Till March 2006, the EPC segment pocketed orders worth Rs 3,358 crore, to which in-house projects contributed 15 per cent. Considering the macro picture, the EPC business should help the company in boosting its growth prospects, believe analysts.

Promising futureAt present, REL’s 942 MW power generation business forms a small chunk of its revenues, but as and when the company’s proposed gas, coal, wind and hydro-based power generation projects in Maharashtra, Uttar Pradesh, Arunachal Pradesh and Uttaranchal fructify, the picture is likely to change.

The 7,480 MW Dadri (Uttar Pradesh) and the 4,000 MW Shahapur (Maharashtra) gas-based power projects are potential goldmines for REL, but given the present pace of progress it could take a while before they could be factored in the business valuations.

These two projects are likely to commence operations in mid-2009 and 2011 respectively.

REL recently bagged the Urthing Sobla hydropower project (Uttaranchal) and plans to develop the two hydro projects in a joint venture with the Arunachal Pradesh government.

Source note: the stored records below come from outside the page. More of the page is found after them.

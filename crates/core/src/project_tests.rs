// SPDX-License-Identifier: BUSL-1.1
// Copyright (c) 2026 Alfred Jean LLC

use super::*;

#[test]
fn matches_name_and_aliases() {
    let mut p = Project::new("myproj", PathBuf::from("/repos/myproj"));
    p.aliases.push("mp".into());
    assert!(p.matches("myproj"));
    assert!(p.matches("mp"));
    assert!(!p.matches("other"));
}

#[test]
fn new_project_has_empty_context() {
    let p = Project::new("myproj", PathBuf::from("/repos/myproj"));
    assert!(p.context.is_empty());
}
// SPDX-License-Identifier: BUSL-1.1
// Copyright (c) 2026 Alfred Jean LLC

//! Snapshot migration system for schema evolution.
//!
//! Migrations transform snapshot JSON from one version to the next so an
//! old on-disk snapshot can still be loaded after `MaterializedState`'s
//! shape changes. The registry chains migrations to reach the current
//! version; there are none registered yet since this is the first schema.

use serde_json::Value;
use thiserror::Error;

/// Errors that can occur during migration
#[derive(Debug, Error)]
pub enum MigrationError {
    #[error("migration v{from}→v{to} failed: {reason}")]
    Failed { from: u32, to: u32, reason: String },
    #[error("no migration path from v{0} to v{1}")]
    NoPath(u32, u32),
    #[error("snapshot version {0} is newer than supported ({1})")]
    TooNew(u32, u32),
}

/// A migration from one snapshot version to the next.
pub trait Migration: Send + Sync {
    fn source_version(&self) -> u32;
    fn target_version(&self) -> u32;
    fn migrate(&self, snapshot: &mut Value) -> Result<(), MigrationError>;
}

/// Registry of migrations for upgrading snapshots.
pub struct MigrationRegistry {
    migrations: Vec<Box<dyn Migration>>,
}

impl MigrationRegistry {
    /// Create a new registry with all known migrations.
    pub fn new() -> Self {
        Self {
            migrations: Vec::new(),
        }
    }

    /// Migrate a snapshot to the target version.
    pub fn migrate_to(&self, mut snapshot: Value, target: u32) -> Result<Value, MigrationError> {
        let current = snapshot.get("v").and_then(|v| v.as_u64()).unwrap_or(1) as u32;

        if current == target {
            return Ok(snapshot);
        }
        if current > target {
            return Err(MigrationError::TooNew(current, target));
        }

        let mut version = current;
        while version < target {
            let migration = self
                .migrations
                .iter()
                .find(|m| m.source_version() == version)
                .ok_or(MigrationError::NoPath(version, target))?;

            migration.migrate(&mut snapshot)?;
            version = migration.target_version();

            if let Some(obj) = snapshot.as_object_mut() {
                obj.insert("v".into(), version.into());
            }
        }
        Ok(snapshot)
    }
}

impl Default for MigrationRegistry {
    fn default() -> Self {
        Self::new()
    }
}

#[cfg(test)]
#[path = "migration_tests.rs"]
mod tests;
// SPDX-License-Identifier: BUSL-1.1
// Copyright (c) 2026 Alfred Jean LLC

use super::*;
use std::process::Command as StdCommand;
use ty_core::TaskConfig;

fn init_repo() -> tempfile::TempDir {
    let dir = tempfile::tempdir().unwrap();
    let run = |args: &[&str]| {
        let status = StdCommand::new("git")
            .arg("-C")
            .arg(dir.path())
            .args(args)
            .status()
            .unwrap();
        assert!(status.success(), "git {:?} failed", args);
    };
    run(&["init", "-q", "-b", "main"]);
    run(&["config", "user.email", "test@example.com"]);
    run(&["config", "user.name", "test"]);
    std::fs::write(dir.path().join("README.md"), "hello\n").unwrap();
    run(&["add", "."]);
    run(&["commit", "-q", "-m", "init"]);
    dir
}

fn engine_config(data_dir: &Path) -> EngineConfig {
    EngineConfig::load(data_dir)
}

#[tokio::test]
async fn ensure_worktree_creates_directory_and_branch() {
    let repo = init_repo();
    let data_dir = tempfile::tempdir().unwrap();
    let store = Store::open(data_dir.path().join("store")).unwrap();
    let config = engine_config(data_dir.path());
    let task = store
        .create_task(TaskConfig { project: "demo".into(), ..Default::default() })
        .unwrap();

    let manager = WorktreeManager::new(&store, &config);
    let wt = manager.ensure_worktree(repo.path(), &task).await.unwrap();

    assert!(wt.path.is_dir());
    assert_eq!(wt.branch, format!("ty/task-{}", task.id));
    let reloaded = store.get_task(task.id).unwrap();
    assert_eq!(reloaded.worktree_path, Some(wt.path.to_string_lossy().into_owned()));
    assert_eq!(reloaded.port, Some(wt.port));
}

#[tokio::test]
async fn ensure_worktree_is_idempotent() {
    let repo = init_repo();
    let data_dir = tempfile::tempdir().unwrap();
    let store = Store::open(data_dir.path().join("store")).unwrap();
    let config = engine_config(data_dir.path());
    let task = store
        .create_task(TaskConfig { project: "demo".into(), ..Default::default() })
        .unwrap();

    let manager = WorktreeManager::new(&store, &config);
    let first = manager.ensure_worktree(repo.path(), &task).await.unwrap();
    let task = store.get_task(task.id).unwrap();
    let second = manager.ensure_worktree(repo.path(), &task).await.unwrap();

    assert_eq!(first.path, second.path);
    assert_eq!(first.port, second.port);
}

#[tokio::test]
async fn release_worktree_removes_directory_and_clears_fields() {
    let repo = init_repo();
    let data_dir = tempfile::tempdir().unwrap();
    let store = Store::open(data_dir.path().join("store")).unwrap();
    let config = engine_config(data_dir.path());
    let task = store
        .create_task(TaskConfig { project: "demo".into(), ..Default::default() })
        .unwrap();

    let manager = WorktreeManager::new(&store, &config);
    let wt = manager.ensure_worktree(repo.path(), &task).await.unwrap();
    manager.release_worktree(repo.path(), task.id).await.unwrap();

    assert!(!wt.path.exists());
    let reloaded = store.get_task(task.id).unwrap();
    assert!(reloaded.worktree_path.is_none());
    assert!(reloaded.port.is_none());
}

#[tokio::test]
async fn release_worktree_without_one_is_a_no_op() {
    let repo = init_repo();
    let data_dir = tempfile::tempdir().unwrap();
    let store = Store::open(data_dir.path().join("store")).unwrap();
    let config = engine_config(data_dir.path());
    let task = store
        .create_task(TaskConfig { project: "demo".into(), ..Default::default() })
        .unwrap();

    let manager = WorktreeManager::new(&store, &config);
    manager.release_worktree(repo.path(), task.id).await.unwrap();
}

Dadri dramaThe mega gas-based Dadri power project in Ghaziabad will, on completion, be the world’s largest power generation plant at a single location. The project was announced in February 2004, but it is yet to attain financial closure.

According to the gas supply agreement signed by the Ambani brothers, post-split, Reliance Natural Resources (RNRL) would source gas from Reliance Industries (RIL) and supply it to REL’s Dadri project at Rs 2.6 per kwh or $3.18 mmbtu.

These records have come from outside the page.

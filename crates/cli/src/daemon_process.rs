// SPDX-License-Identifier: BUSL-1.1
// Copyright (c) 2026 Alfred Jean LLC

//! Daemon process management utilities.
//!
//! Functions for starting, stopping, and monitoring the `tyd` daemon process.

use crate::client::ClientError;
use std::path::{Path, PathBuf};
use std::process::Command;
use std::time::{Duration, Instant};

/// Start the daemon in the background, returning the child process handle.
pub fn start_daemon_background() -> Result<std::process::Child, ClientError> {
    let tyd_path = find_tyd_binary()?;

    Command::new(&tyd_path)
        .stdin(std::process::Stdio::null())
        .stdout(std::process::Stdio::null())
        .stderr(std::process::Stdio::null())
        .spawn()
        .map_err(|e| ClientError::DaemonStartFailed(e.to_string()))
}

/// Stop the daemon synchronously using SIGTERM + polling.
///
/// Used during version-mismatch restart where we're in a sync context
/// inside a tokio runtime (can't use block_on).
pub fn stop_daemon_sync() {
    if let Ok(Some(pid)) = read_daemon_pid() {
        kill_signal("-15", pid);

        let start = Instant::now();
        let timeout = super::client::timeout_exit();
        while start.elapsed() < timeout {
            if !process_exists(pid) {
                break;
            }
            std::thread::sleep(Duration::from_millis(50));
        }

        if process_exists(pid) {
            force_kill_daemon(pid);
            let start = Instant::now();
            while start.elapsed() < timeout {
                if !process_exists(pid) {
                    break;
                }
                std::thread::sleep(Duration::from_millis(50));
            }
        }
    }

    if let Ok(dir) = daemon_dir() {
        cleanup_stale_pid(&dir);
    }
}

/// Wait for a process to exit.
pub async fn wait_for_exit(pid: u32, timeout: Duration) -> bool {
    let start = Instant::now();
    while start.elapsed() < timeout {
        if !process_exists(pid) {
            return true;
        }
        tokio::time::sleep(super::client::poll_interval()).await;
    }
    false
}

/// Find the `tyd` binary.
fn find_tyd_binary() -> Result<PathBuf, ClientError> {
    if let Some(path) = crate::env::daemon_binary() {
        return Ok(PathBuf::from(path));
    }

    let current_exe = std::env::current_exe().ok();

    // Only use CARGO_MANIFEST_DIR if the CLI itself is a debug build.
    // This prevents version mismatches when agents inherit CARGO_MANIFEST_DIR
    // from a dev environment but run a release build.
    let is_debug_build = current_exe
        .as_ref()
        .and_then(|p| p.to_str())
        .map(|s| s.contains("target/debug"))
        .unwrap_or(false);

    if is_debug_build {
        if let Some(manifest_dir) = crate::env::cargo_manifest_dir() {
            let dev_path = PathBuf::from(manifest_dir)
                .parent()
                .and_then(|p| p.parent())
                .map(|p| p.join("target/debug/tyd"));
            if let Some(path) = dev_path {
                if path.exists() {
                    return Ok(path);
                }
            }
        }
    }

    if let Some(ref exe) = current_exe {
        if let Some(dir) = exe.parent() {
            let sibling = dir.join("tyd");
            if sibling.exists() {
                return Ok(sibling);
            }
        }
    }

    Ok(PathBuf::from("tyd"))
}

/// Get the socket path for the daemon.
pub fn daemon_socket() -> Result<PathBuf, ClientError> {
    let dir = daemon_dir()?;
    Ok(dir.join("tyd.sock"))
}

/// Get the state directory `tyd` runs out of.
pub fn daemon_dir() -> Result<PathBuf, ClientError> {
    crate::env::state_dir()
}

/// Clean up an orphaned lock/pid file during shutdown.
pub fn cleanup_stale_pid(dir: &std::path::Path) {
    let lock_path = dir.join("tyd.lock");
    if lock_path.exists() {
        let _ = std::fs::remove_file(&lock_path);
    }
}

/// Get the PID from the daemon's lock file, if it exists.
///
/// `tyd` writes its PID into `tyd.lock` itself (the same file it holds an
/// exclusive `flock` on), so the lock file doubles as the PID file here.
pub fn read_daemon_pid() -> Result<Option<u32>, ClientError> {
    let dir = daemon_dir()?;
    let lock_path = dir.join("tyd.lock");

    if !lock_path.exists() {
        return Ok(None);
    }

    match std::fs::read_to_string(&lock_path) {
        Ok(content) => Ok(content.trim().parse::<u32>().ok()),
        Err(_) => Ok(None),
    }
}

/// Execute `kill` with the given signal and PID.
fn kill_signal(signal: &str, pid: u32) -> bool {
    Command::new("kill")
        .args([signal, &pid.to_string()])
        .stdin(std::process::Stdio::null())
        .stdout(std::process::Stdio::null())
        .stderr(std::process::Stdio::null())
        .status()
        .map(|s| s.success())
        .unwrap_or(false)
}

/// Check if a process with the given PID exists.
pub fn process_exists(pid: u32) -> bool {
    kill_signal("-0", pid)
}

/// Force kill a daemon process.
pub fn force_kill_daemon(pid: u32) -> bool {
    kill_signal("-9", pid)
}

/// Startup marker prefix `tyd` writes to its log before anything else.
const STARTUP_MARKER_PREFIX: &str = "--- tyd: starting (pid: ";

/// Read the daemon log from the most recent startup marker, looking for errors.
pub fn read_startup_error() -> Option<String> {
    let dir = daemon_dir().ok()?;
    let log_path = dir.join("tyd.log");

    let content = std::fs::read_to_string(&log_path).ok()?;
    parse_startup_error(&content)
}

/// Parse startup errors from log content (pure logic, no I/O).
fn parse_startup_error(content: &str) -> Option<String> {
    let start_pos = content.rfind(STARTUP_MARKER_PREFIX)?;
    let startup_log = &content[start_pos..];

    let errors: Vec<&str> = startup_log
        .lines()
        .filter(|line| line.contains(" ERROR ") || line.contains("Failed to start"))
        .collect();

    if errors.is_empty() {
        return None;
    }

    let error_messages: Vec<String> = errors
        .iter()
        .filter_map(|line| line.split_once(": ").map(|(_, msg)| msg.to_string()))
        .collect();

    if error_messages.is_empty() {
        Some(errors.join("\n"))
    } else {
        Some(error_messages.join("\n"))
    }
}

/// Wrap an error with startup log info if available.
pub fn wrap_with_startup_error(err: ClientError) -> ClientError {
    if matches!(err, ClientError::DaemonStartFailed(_)) {
        return err;
    }

    if let Some(startup_error) = read_startup_error() {
        ClientError::DaemonStartFailed(startup_error)
    } else {
        err
    }
}

/// Probe whether a Unix socket is accepting connections.
pub fn probe_socket(socket_path: &Path) -> bool {
    std::os::unix::net::UnixStream::connect(socket_path).is_ok()
}

/// Remove stale socket and lock files when the daemon is not running.
///
/// Called when the socket file exists but we can't connect to it. If the
/// lock file references a dead process (or no lock file exists), removes
/// stale files so a fresh daemon can start.
pub fn cleanup_stale_socket() -> Result<(), ClientError> {
    let dir = daemon_dir()?;
    let socket_path = dir.join("tyd.sock");
    let lock_path = dir.join("tyd.lock");

    if lock_path.exists() {
        if let Ok(Some(pid)) = read_daemon_pid() {
            if !process_exists(pid) {
                let _ = std::fs::remove_file(&socket_path);
                let _ = std::fs::remove_file(&lock_path);
            }
        } else {
            let _ = std::fs::remove_file(&socket_path);
            let _ = std::fs::remove_file(&lock_path);
        }
    } else {
        let _ = std::fs::remove_file(&socket_path);
    }

    Ok(())
}

#[cfg(test)]
#[path = "daemon_process_tests.rs"]
mod tests;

However, the petroleum ministry has recently rejected the gas valuation formula citing that the price is significantly lower than the prevailing market price of around $8-10 per mmbtu.

Combined with this, RNRL’s intention to pocket marketing margin for the gas procurement is likely to impact the cost of the project that plans to draw heavily on gas procured from RIL, according to analysts.

New avenuesThe company is foraying into the transmission business and will participate in the construction of 300 km transmission line for the Parbati and Koldam hydropower projects in Himachal Pradesh.

Realising the potential in the higher margin infrastructure projects, REL is investing Rs 500 crore in two NHAI road development projects and Rs 2,360 crore in MRTS (mass rapid transit system) project in Mumbai, on a BOOT basis.

In FY06, REL’s net sales fell a marginal 2.7 per cent to Rs 4,019.07 crore. However, both operating profit and net profit grew 25 per cent to Rs 737.27 crore and Rs 650.34 crore, respectively.

Analysts expect the FY07 and FY08 revenues to be Rs 4,370 crore and Rs 4,820 crore, respectively. Though, purely based on valuations, the stock looks attractive, there is no near-term trigger for it. However, the scrip may be an interesting addition for a long-term investor.

Motilal Oswal Securities recommends a buy at Rs 411 citing that the stock is largely a play on the future growth opportunities rather than on existing assured return businesses.

Enam Securities has put a “sector outperformer” rating at Rs 437 with a target of Rs 525. They believe earnings growth from the existing generation and distribution business would be muted. Clarity on the Dadri and Shahpur projects and success for its bids on ultra mega power projects would be the key triggers for the stock going ahead.